Date of Report: March 10, 2009
(Date of earliest event reported)

Vicor Corporation
(Exact name of registrant as specified in its charter)

Delaware
(State or other jurisdiction
of incorporation)
0-18277
(Commission File Number)
04-2742817
(IRS Employer
Identification Number)

25 Frontage Road, Andover, Massachusetts
(Address of principal executive offices)
  01810
(Zip Code)

(978) 470-2900
(Registrant's telephone number, including area code)

Not Applicable
(Former Name or Former Address, if changed since last report)


Check the appropriate box below if the Form 8-K filing is intended to simultaneously satisfy the filing obligation of the registrant under any of the following provisions:
o Written communications pursuant to Rule 425 under the Securities Act (17 CFR 230.425)
o Soliciting material pursuant to Rule 14a-12 under the Exchange Act (17 CFR 240.14a-12)
o Pre-commencement communications pursuant to Rule 14d-2(b) under the Exchange Act (17 CFR 240.14d-2(b))
o Pre-commencement communications pursuant to Rule 13e-4(c) under the Exchange Act (17 CFR 240.13e-4(c))

Item 2.02. Results of Operations and Financial Condition

On March 10, 2009, Vicor Corporation issued a press release announcing its financial results for the fourth quarter and year ended December 31, 2008. The full text of that press release is attached as Exhibit 99.1 hereto and incorporated by reference herein. The information furnished under this Item 2.02, including the Exhibit attached hereto, shall not be deemed "filed" for any purpose, including for purposes of Section 18 of the Securities and Exchange Act of 1934 (the "Exchange Act") or otherwise subject to the liabilities of that section, nor shall it be deemed incorporated by reference in any filing under the Securities Act of 1933 or the Exchange Act, regardless of any general incorporation language in such filing.

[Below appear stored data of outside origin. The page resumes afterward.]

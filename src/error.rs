// src/error.rs

//! Crate-wide error type and result alias

use thiserror::Error;

/// Result alias used throughout the crate
pub type Result<T> = std::result::Result<T, Error>;

/// Errors produced while building a distribution kit
#[derive(Debug, Error)]
pub enum Error {
    /// Wrapped I/O error from the standard library
    #[error("I/O error: {0}")]
    Io(#[from] std::io::Error),

    /// I/O failure with context (both placement strategies exhausted,
    /// unreadable ledger store, malformed record, ...)
    #[error("I/O error: {0}")]
    IoError(String),

    /// An expected file or directory is absent
    #[error("not found: {0}")]
    NotFound(String),

    /// A binary could not be parsed or its dependencies resolved
    #[error("scan failed: {0}")]
    ScanError(String),

    /// An external tool is missing, failed, or timed out
    #[error("tool failed: {0}")]
    Tool(String),

    /// The configuration violates a precondition of the pipeline
    #[error("configuration error: {0}")]
    Config(String),
}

Item 9.01. Financial Statements and Exhibits

(a) Financial statements:
            None
(b) Pro forma financial information:
            None
(c) Shell company transactions:
            None
(d) Exhibits
            99.1       Press Release of Vicor Corporation dated March 10, 2009


SIGNATURE

      Pursuant to the requirements of the Securities Exchange Act of 1934, the registrant has duly caused this report to be signed on its behalf by the undersigned hereunto duly authorized.


Dated: March 10, 2009
VICOR CORPORATION

By:  /s/ James A. Simms                    
     James A. Simms
     Chief Financial Officer


Exhibit Index
Exhibit No. Description
99.1 Press Release of Vicor Corporation dated March 10, 2009

Vicor Corporation Reports Financial Results for Fourth Quarter and Year Ended December 31, 2008

ANDOVER, MA -- (Marketwire - March 10, 2009) - Vicor Corporation (NASDAQ: VICR) today reported its financial results for the fourth quarter and year ended December 31, 2008.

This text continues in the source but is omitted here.